When you retype the data, keep every line exactly as it appears.

"""

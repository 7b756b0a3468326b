//! Contract between the matching pipeline and a face recognition backend.

use crate::detector::DetectorError;
use crate::recognizer::RecognizerError;
use crate::types::{BoundingBox, DistanceMetric, RecognitionModel};
use image::RgbImage;
use std::path::Path;
use thiserror::Error;

#[derive(Error, Debug)]
pub enum EngineError {
    #[error("model file not found: {0}")]
    ModelNotFound(String),
    #[error("unsupported detector backend: {0}")]
    UnsupportedBackend(String),
    #[error("no face detected in {0}")]
    NoFaceDetected(String),
    #[error("image: {0}")]
    Image(#[from] image::ImageError),
    #[error("detector: {0}")]
    Detector(#[from] DetectorError),
    #[error("recognizer: {0}")]
    Recognizer(#[from] RecognizerError),
    #[error("engine lock poisoned")]
    Poisoned,
}

/// Options for a pairwise verification.
#[derive(Debug, Clone)]
pub struct VerifyOptions {
    pub model: RecognitionModel,
    pub metric: DistanceMetric,
    /// Fail when either image has no detectable face instead of embedding the whole image.
    pub enforce_detection: bool,
    pub detector_backend: String,
}

/// Options for face extraction.
#[derive(Debug, Clone)]
pub struct DetectOptions {
    pub detector_backend: String,
    /// Warp crops to canonical landmark positions when landmarks are available.
    pub align: bool,
    /// Factor by which unaligned crops are grown around the detected box.
    pub expand_face_region: f32,
    /// Output crop size (width, height).
    pub target_size: (u32, u32),
}

/// Raw verdict of one model on one image pair.
#[derive(Debug, Clone, PartialEq)]
pub struct Verification {
    pub distance: f32,
    pub verified: bool,
    /// Decision threshold the engine applied, if it reports one.
    pub threshold: Option<f32>,
}

/// A face located by the detector, with its pixel crop.
#[derive(Debug, Clone)]
pub struct DetectedFace {
    pub bbox: BoundingBox,
    pub crop: RgbImage,
}

impl DetectedFace {
    pub fn confidence(&self) -> f32 {
        self.bbox.confidence
    }
}

/// A face recognition backend.
///
/// Calls are blocking and may be slow; callers run them off the async
/// executor. Implementations must be shareable across worker threads.
pub trait RecognitionEngine: Send + Sync {
    /// Compare the faces in two images with one model.
    fn verify(&self, a: &Path, b: &Path, options: &VerifyOptions) -> Result<Verification, EngineError>;

    /// Detect every face in an image and return crops, best first.
    fn extract_faces(&self, image: &Path, options: &DetectOptions) -> Result<Vec<DetectedFace>, EngineError>;
}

"""

→ ANSWER TO THIS PROBLEM:
repository 7b756b0a3468326b
//! Contract between the matching pipeline and a face recognition backend.

use crate::detector::DetectorError;
use crate::recognizer::RecognizerError;
use crate::types::{BoundingBox, DistanceMetric, RecognitionModel};
use image::RgbImage;
use std::path::Path;
use thiserror::Error;

#[derive(Error, Debug)]
pub enum EngineError {
    #[error("model file not found: {0}")]
    ModelNotFound(String),
    #[error("unsupported detector backend: {0}")]
    UnsupportedBackend(String),
    #[error("no face detected in {0}")]
    NoFaceDetected(String),
    #[error("image: {0}")]
    Image(#[from] image::ImageError),
    #[error("detector: {0}")]
    Detector(#[from] DetectorError),
    #[error("recognizer: {0}")]
    Recognizer(#[from] RecognizerError),
    #[error("engine lock poisoned")]
    Poisoned,
}

/// Options for a pairwise verification.
#[derive(Debug, Clone)]
pub struct VerifyOptions {
    pub model: RecognitionModel,
    pub metric: DistanceMetric,
    /// Fail when either image has no detectable face instead of embedding the whole image.
    pub enforce_detection: bool,
    pub detector_backend: String,
}

/// Options for face extraction.
#[derive(Debug, Clone)]
pub struct DetectOptions {
    pub detector_backend: String,
    /// Warp crops to canonical landmark positions when landmarks are available.
    pub align: bool,
    /// Factor by which unaligned crops are grown around the detected box.
    pub expand_face_region: f32,
    /// Output crop size (width, height).
    pub target_size: (u32, u32),
}

/// Raw verdict of one model on one image pair.
#[derive(Debug, Clone, PartialEq)]
pub struct Verification {
    pub distance: f32,
    pub verified: bool,
    /// Decision threshold the engine applied, if it reports one.
    pub threshold: Option<f32>,
}

/// A face located by the detector, with its pixel crop.
#[derive(Debug, Clone)]
pub struct DetectedFace {
    pub bbox: BoundingBox,
    pub crop: RgbImage,
}

impl DetectedFace {
    pub fn confidence(&self) -> f32 {
        self.bbox.confidence
    }
}

/// A face recognition backend.
///
/// Calls are blocking and may be slow; callers run them off the async
/// executor. Implementations must be shareable across worker threads.
pub trait RecognitionEngine: Send + Sync {
    /// Compare the faces in two images with one model.
    fn verify(&self, a: &Path, b: &Path, options: &VerifyOptions) -> Result<Verification, EngineError>;

    /// Detect every face in an image and return crops, best first.
    fn extract_faces(&self, image: &Path, options: &DetectOptions) -> Result<Vec<DetectedFace>, EngineError>;
}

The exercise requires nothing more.